* PROVIDED ENTRIES:
┌────────

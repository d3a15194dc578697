//! Explosion particles
//!
//! Purely cosmetic: bursts spawn on hits and misses, then diffuse and shrink.
//! Nothing here feeds back into score or timer.

use glam::Vec2;
use rand::Rng;
use serde::{Deserialize, Serialize};

/// A single decaying dot
#[derive(Debug, Clone, Copy, PartialEq, Serialize, Deserialize)]
pub struct Particle {
    pub pos: Vec2,
    /// Ticks left to live; drawn once per remaining tick
    pub life: u32,
}

impl Particle {
    /// Rendered radius shrinks with remaining life
    pub fn draw_radius(&self) -> f32 {
        (self.life / 2) as f32
    }
}

/// Which event spawned a burst
#[derive(Debug, Clone, Copy, PartialEq, Eq)]
pub enum BurstKind {
    Hit,
    Miss,
}

/// All live particles, in spawn/requeue order
#[derive(Debug, Clone, Default, Serialize, Deserialize)]
pub struct ParticleField {
    pub particles: Vec<Particle>,
}

impl ParticleField {
    pub fn new() -> Self {
        Self::default()
    }

    /// Spawn `count` particles at `at` with lifetimes drawn from `life` (inclusive)
    pub fn burst<R: Rng>(&mut self, rng: &mut R, at: Vec2, count: usize, life: (u32, u32)) {
        let (lo, hi) = (life.0.min(life.1), life.0.max(life.1));
        self.particles.extend((0..count).map(|_| Particle {
            pos: at,
            life: rng.random_range(lo..=hi),
        }));
    }

    /// Draw every live particle, then requeue the survivors one tick older
    /// with a small random drift.
    ///
    /// A particle spawned with life `L` is drawn exactly `L` times.
    pub fn tick<R: Rng>(&mut self, rng: &mut R, jitter: u32, mut draw: impl FnMut(&Particle)) {
        let jitter = i64::from(jitter);
        let current = std::mem::take(&mut self.particles);
        for particle in current {
            if particle.life == 0 {
                continue;
            }
            draw(&particle);
            if particle.life > 1 {
                let dx = rng.random_range(-jitter..=jitter) as f32;
                let dy = rng.random_range(-jitter..=jitter) as f32;
                self.particles.push(Particle {
                    pos: particle.pos + Vec2::new(dx, dy),
                    life: particle.life - 1,
                });
            }
        }
    }

    pub fn len(&self) -> usize {
        self.particles.len()
    }

    pub fn is_empty(&self) -> bool {
        self.particles.is_empty()
    }
}

#[cfg(test)]
mod tests {
    use super::*;
    use rand::SeedableRng;
    use rand_pcg::Pcg32;

    #[test]
    fn test_burst_lifetimes_in_range() {
        let mut rng = Pcg32::seed_from_u64(7);
        let mut field = ParticleField::new();
        field.burst(&mut rng, Vec2::new(100.0, 100.0), 10, (10, 20));
        assert_eq!(field.len(), 10);
        assert!(field.particles.iter().all(|p| (10..=20).contains(&p.life)));
        assert!(field.particles.iter().all(|p| p.pos == Vec2::new(100.0, 100.0)));
    }

    #[test]
    fn test_particle_drawn_exactly_life_times() {
        let mut rng = Pcg32::seed_from_u64(1);
        let mut field = ParticleField::new();
        field.particles.push(Particle {
            pos: Vec2::ZERO,
            life: 7,
        });

        let mut draws = Vec::new();
        for _ in 0..20 {
            field.tick(&mut rng, 3, |p| draws.push(p.life));
        }
        assert_eq!(draws, vec![7, 6, 5, 4, 3, 2, 1]);
        assert!(field.is_empty());
    }

    #[test]
    fn test_dead_particle_never_drawn() {
        let mut rng = Pcg32::seed_from_u64(1);
        let mut field = ParticleField::new();
        field.particles.push(Particle {
            pos: Vec2::ZERO,
            life: 0,
        });
        let mut drawn = 0;
        field.tick(&mut rng, 3, |_| drawn += 1);
        assert_eq!(drawn, 0);
        assert!(field.is_empty());
    }

    #[test]
    fn test_jitter_bounded() {
        let mut rng = Pcg32::seed_from_u64(99);
        let mut field = ParticleField::new();
        field.burst(&mut rng, Vec2::new(50.0, 50.0), 32, (5, 5));
        field.tick(&mut rng, 3, |_| {});
        for p in &field.particles {
            assert_eq!(p.life, 4);
            assert!((p.pos.x - 50.0).abs() <= 3.0);
            assert!((p.pos.y - 50.0).abs() <= 3.0);
        }
    }

    #[test]
    fn test_max_jitter_does_not_overflow() {
        let mut rng = Pcg32::seed_from_u64(3);
        let mut field = ParticleField::new();
        field.burst(&mut rng, Vec2::ZERO, 4, (3, 3));
        field.tick(&mut rng, u32::MAX, |_| {});
        assert_eq!(field.len(), 4);
        assert!(field.particles.iter().all(|p| p.pos.x.abs() <= u32::MAX as f32));
    }

    #[test]
    fn test_draw_radius_shrinks() {
        let p = Particle {
            pos: Vec2::ZERO,
            life: 15,
        };
        assert_eq!(p.draw_radius(), 7.0);
        let p = Particle { life: 1, ..p };
        assert_eq!(p.draw_radius(), 0.0);
    }
}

└────────

* TASK GOAL: Retype word for word everything in the listing above from the line that holds "single decaying dot" down to the line that holds "if particle.life == 0". Keep both end lines and leave out the rest.

* ANSWER SPACE:
/// A single decaying dot
#[derive(Debug, Clone, Copy, PartialEq, Serialize, Deserialize)]
pub struct Particle {
    pub pos: Vec2,
    /// Ticks left to live; drawn once per remaining tick
    pub life: u32,
}

impl Particle {
    /// Rendered radius shrinks with remaining life
    pub fn draw_radius(&self) -> f32 {
        (self.life / 2) as f32
    }
}

/// Which event spawned a burst
#[derive(Debug, Clone, Copy, PartialEq, Eq)]
pub enum BurstKind {
    Hit,
    Miss,
}

/// All live particles, in spawn/requeue order
#[derive(Debug, Clone, Default, Serialize, Deserialize)]
pub struct ParticleField {
    pub particles: Vec<Particle>,
}

impl ParticleField {
    pub fn new() -> Self {
        Self::default()
    }

    /// Spawn `count` particles at `at` with lifetimes drawn from `life` (inclusive)
    pub fn burst<R: Rng>(&mut self, rng: &mut R, at: Vec2, count: usize, life: (u32, u32)) {
        let (lo, hi) = (life.0.min(life.1), life.0.max(life.1));
        self.particles.extend((0..count).map(|_| Particle {
            pos: at,
            life: rng.random_range(lo..=hi),
        }));
    }

    /// Draw every live particle, then requeue the survivors one tick older
    /// with a small random drift.
    ///
    /// A particle spawned with life `L` is drawn exactly `L` times.
    pub fn tick<R: Rng>(&mut self, rng: &mut R, jitter: u32, mut draw: impl FnMut(&Particle)) {
        let jitter = i64::from(jitter);
        let current = std::mem::take(&mut self.particles);
        for particle in current {
            if particle.life == 0 {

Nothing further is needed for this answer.